Über Ostdeutschland reden

30 Jahre Mauerfall nach 40 Jahren Teilung – gehören Sie zu denen, die finden, dass die 40 Jahre DDR doch endlich ins Museum gehören? Verständlich. Für Viele ist „Ostdeutschland“ heute eine Region wie jede andere - wie Rheinland, Ruhrpott oder Harz eben auch. Aber Geschichte und Biografie lassen sich nicht abschütteln wie Staub von den Schuhen. Erfahrungen und Identitäten bleiben und prägen Generationen, die selbst keine gelernten DDR-Bürgerinnen und -Bürger sind.

Wie viel Glut im Rückblick auf die DDR und vor allem auf die Phase ihrer Abwicklung in den 1990ern noch steckt, zeigt die neue Debatte um den Osten. Aber wer oder was ist eigentlich nach drei Jahrzehnten wiedervereinigtes Deutschland gemeint? Die 11 Prozent Männer und vor allem Frauen, die jetzt im alten Westen wohnen? Oder die, die 1991 ihr Leben im Westen aufgaben und in den Osten gezogen sind? Oder sind nur, aber auch nur die gemeint, die vor dem Stichtag 3. Oktober 1990 auf dem Territorium der DDR geboren wurden? Und wie haben sich die Dinge eigentlich im Westen der Republik entwickelt, wo „die Wende“ nicht, die Wiedervereinigung aber doch stattgefunden hat? Keine leicht zu beantwortenden Fragen. Gesellschaftliche Prägungen überlagern sich, das kollektive Gedächtnis rückt sich die Geschichte jeweils zurecht, und jeder erzählt seine Geschichte ein bisschen anders.

Gerade deshalb laden wir zum Reden, Nachfragen und Weiterdenken ein. Worum es eigentlich geht in diesem neuen Land, das wir seit 30 Jahren bewohnen – das wollen wir in unseren Veranstaltungen mit Ihnen erkunden.

Der «Osten» ist keine soziale und kulturelle Enklave, keine wirtschaftliche Steppe. Und „die Ostdeutschen“ sind natürlich völlig unterschiedliche Menschen. Viele von ihnen haben durch zwei Diktaturen besonders viel Erfahrung mit einem Leben ohne Rechtsstaat, ohne Meinungsfreiheit und ohne stabile Demokratie. Manche Region hier hat mit dem Problem des Rechtsextremismus stärker zu kämpfen als andere Bundesländer. Aber der Osten, das sind Menschen – und hier wird es spannend –, die transformationserprobt sind, erfinderisch und vielfältig.

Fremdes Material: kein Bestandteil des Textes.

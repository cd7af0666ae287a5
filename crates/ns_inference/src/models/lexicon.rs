use std::collections::HashMap;
use std::fmt;

use async_trait::async_trait;
use ns_core::{Classification, Result, SentimentLabel, SentimentModel};

const POSITIVE_WORDS: &[(&str, f32)] = &[
    ("beat", 0.6),
    ("boost", 0.5),
    ("breakthrough", 0.7),
    ("bullish", 0.8),
    ("confident", 0.5),
    ("exceed", 0.6),
    ("expand", 0.4),
    ("gain", 0.5),
    ("good", 0.5),
    ("great", 0.6),
    ("growth", 0.6),
    ("improve", 0.5),
    ("innovative", 0.5),
    ("launch", 0.3),
    ("optimistic", 0.6),
    ("outperform", 0.7),
    ("positive", 0.5),
    ("profit", 0.6),
    ("rally", 0.7),
    ("rebound", 0.5),
    ("record", 0.6),
    ("recovery", 0.5),
    ("rise", 0.5),
    ("soar", 0.8),
    ("strong", 0.5),
    ("success", 0.6),
    ("surge", 0.7),
    ("upgrade", 0.6),
    ("win", 0.6),
];

const NEGATIVE_WORDS: &[(&str, f32)] = &[
    ("bad", -0.5),
    ("bankruptcy", -0.9),
    ("bearish", -0.8),
    ("collapse", -0.8),
    ("concern", -0.5),
    ("crash", -0.9),
    ("crisis", -0.8),
    ("cut", -0.4),
    ("decline", -0.6),
    ("disappoint", -0.7),
    ("downgrade", -0.6),
    ("drop", -0.6),
    ("fail", -0.7),
    ("fall", -0.5),
    ("fear", -0.6),
    ("fraud", -0.9),
    ("investigation", -0.5),
    ("lawsuit", -0.6),
    ("layoff", -0.6),
    ("loss", -0.6),
    ("miss", -0.6),
    ("plunge", -0.8),
    ("probe", -0.4),
    ("recall", -0.5),
    ("risk", -0.4),
    ("scandal", -0.8),
    ("slump", -0.7),
    ("tumble", -0.7),
    ("warning", -0.5),
    ("weak", -0.5),
];

const NEGATIONS: &[&str] = &[
    "not", "no", "never", "without", "cannot", "can't", "won't", "isn't", "aren't", "wasn't",
    "weren't", "don't", "doesn't", "didn't", "hardly",
];

const INTENSIFIERS: &[(&str, f32)] = &[
    ("very", 1.5),
    ("extremely", 2.0),
    ("highly", 1.5),
    ("sharply", 1.6),
    ("significantly", 1.5),
    ("dramatically", 1.8),
    ("slightly", 0.5),
    ("somewhat", 0.7),
];

/// Normalization constant for squashing the summed word weights into `(-1, 1)`.
const ALPHA: f32 = 15.0;

/// Rule-based classifier over a financial news word list.
///
/// Negations flip the polarity of the sentiment word that directly follows
/// them (intensifiers in between are allowed) and intensifiers scale it. Any
/// other word clears both. Text with no sentiment words, including empty text,
/// is reported as POSITIVE with 0.5 confidence, i.e. a coin toss.
pub struct LexiconModel {
    words: HashMap<&'static str, f32>,
    intensifiers: HashMap<&'static str, f32>,
}

impl fmt::Debug for LexiconModel {
    fn fmt(&self, f: &mut fmt::Formatter<'_>) -> fmt::Result {
        f.debug_struct("LexiconModel")
            .field("words", &self.words.len())
            .finish()
    }
}

impl Default for LexiconModel {
    fn default() -> Self {
        Self::new()
    }
}

impl LexiconModel {
    pub fn new() -> Self {
        Self {
            words: POSITIVE_WORDS.iter().chain(NEGATIVE_WORDS).copied().collect(),
            intensifiers: INTENSIFIERS.iter().copied().collect(),
        }
    }

    fn weight(&self, word: &str) -> Option<f32> {
        if let Some(weight) = self.words.get(word) {
            return Some(*weight);
        }
        for suffix in ["ing", "ed", "es", "s"] {
            let Some(stem) = word.strip_suffix(suffix) else {
                continue;
            };
            if stem.len() < 3 {
                continue;
            }
            if let Some(weight) = self
                .words
                .get(stem)
                .or_else(|| self.words.get(format!("{}e", stem).as_str()))
            {
                return Some(*weight);
            }
        }
        None
    }

    /// Sum of word weights after negation and intensifier handling.
    pub fn raw_score(&self, text: &str) -> f32 {
        let mut total = 0.0;
        let mut negate = false;
        let mut multiplier = 1.0;

        let tokens = text
            .split(|c: char| !c.is_alphanumeric() && c != '\'')
            .filter(|t| !t.is_empty())
            .map(str::to_lowercase);

        for token in tokens {
            if NEGATIONS.contains(&token.as_str()) {
                negate = true;
                continue;
            }
            if let Some(m) = self.intensifiers.get(token.as_str()) {
                multiplier = *m;
                continue;
            }
            if let Some(mut weight) = self.weight(&token) {
                if negate {
                    weight = -weight;
                }
                total += weight * multiplier;
            }
            negate = false;
            multiplier = 1.0;
        }
        total
    }
}

#[async_trait]
impl SentimentModel for LexiconModel {
    fn name(&self) -> &str {
        "Lexicon"
    }

    async fn classify(&self, text: &str) -> Result<Classification> {
        let raw = self.raw_score(text);
        let normalized = raw / (raw * raw + ALPHA).sqrt();
        let label = if raw < 0.0 {
            SentimentLabel::Negative
        } else {
            SentimentLabel::Positive
        };
        Ok(Classification::new(label, 0.5 + 0.5 * normalized.abs()))
    }
}

#[cfg(test)]
mod tests {
    use super::*;

    #[tokio::test]
    async fn test_positive_headline() {
        let model = LexiconModel::new();
        let result = model.classify("Acme shares soar after record profit").await.unwrap();
        assert_eq!(result.label, SentimentLabel::Positive);
        assert!(result.confidence > 0.5 && result.confidence <= 1.0);
        assert!(result.signed_score() > 0.0);
    }

    #[tokio::test]
    async fn test_negative_headline() {
        let model = LexiconModel::new();
        let result = model
            .classify("Regulators open fraud probe as losses mount")
            .await
            .unwrap();
        assert_eq!(result.label, SentimentLabel::Negative);
        assert!(result.signed_score() < 0.0);
    }

    #[tokio::test]
    async fn test_negation_flips_polarity() {
        let model = LexiconModel::new();
        let plain = model.classify("quarterly results were good").await.unwrap();
        let negated = model.classify("quarterly results were not good").await.unwrap();
        assert_eq!(plain.label, SentimentLabel::Positive);
        assert_eq!(negated.label, SentimentLabel::Negative);
    }

    #[test]
    fn test_intensifier_and_inflections() {
        let model = LexiconModel::new();
        assert!(model.raw_score("shares surged") > 0.0);
        assert!(model.raw_score("very strong") > model.raw_score("strong"));
        assert!(model.raw_score("slightly weak") > model.raw_score("weak"));
    }

    #[tokio::test]
    async fn test_neutral_text_is_a_coin_toss() {
        let model = LexiconModel::new();
        let result = model.classify("Acme holds annual meeting").await.unwrap();
        assert_eq!(result.label, SentimentLabel::Positive);
        assert_eq!(result.confidence, 0.5);
    }

    #[tokio::test]
    async fn test_empty_text_is_a_coin_toss() {
        let model = LexiconModel::new();
        for text in ["", "   "] {
            let result = model.classify(text).await.unwrap();
            assert_eq!(result.label, SentimentLabel::Positive);
            assert_eq!(result.confidence, 0.5);
        }
    }

    #[tokio::test]
    async fn test_negation_does_not_reach_past_other_words() {
        let model = LexiconModel::new();
        let result = model
            .classify("No comment from Acme. Shares surge to a record.")
            .await
            .unwrap();
        assert_eq!(result.label, SentimentLabel::Positive);
        assert!(model.raw_score("not a good quarter") > 0.0);
        assert!(model.raw_score("not very good") < 0.0);
    }

    #[test]
    fn test_intensifier_only_applies_to_the_next_word() {
        let model = LexiconModel::new();
        assert_eq!(model.raw_score("very much strong"), model.raw_score("strong"));
    }

    #[tokio::test]
    async fn test_fine_is_not_a_sentiment_word() {
        let model = LexiconModel::new();
        let result = model.classify("Acme is doing fine").await.unwrap();
        assert_eq!(result.label, SentimentLabel::Positive);
        assert_eq!(result.confidence, 0.5);
    }
}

Längst tragen engagierte Alteingesessene, Zugezogene und Zurückgekehrte vielerorts eine lebendige Zivilgesellschaft. Die Böll-Landesstiftungen sind hier verwurzelt und laden ein, zu Gesprächen über Aufbrüche und Umbrüche, über alte und neue Konflikte, den Stand unserer Gemeinsamkeiten und Verabredungen für heute und morgen.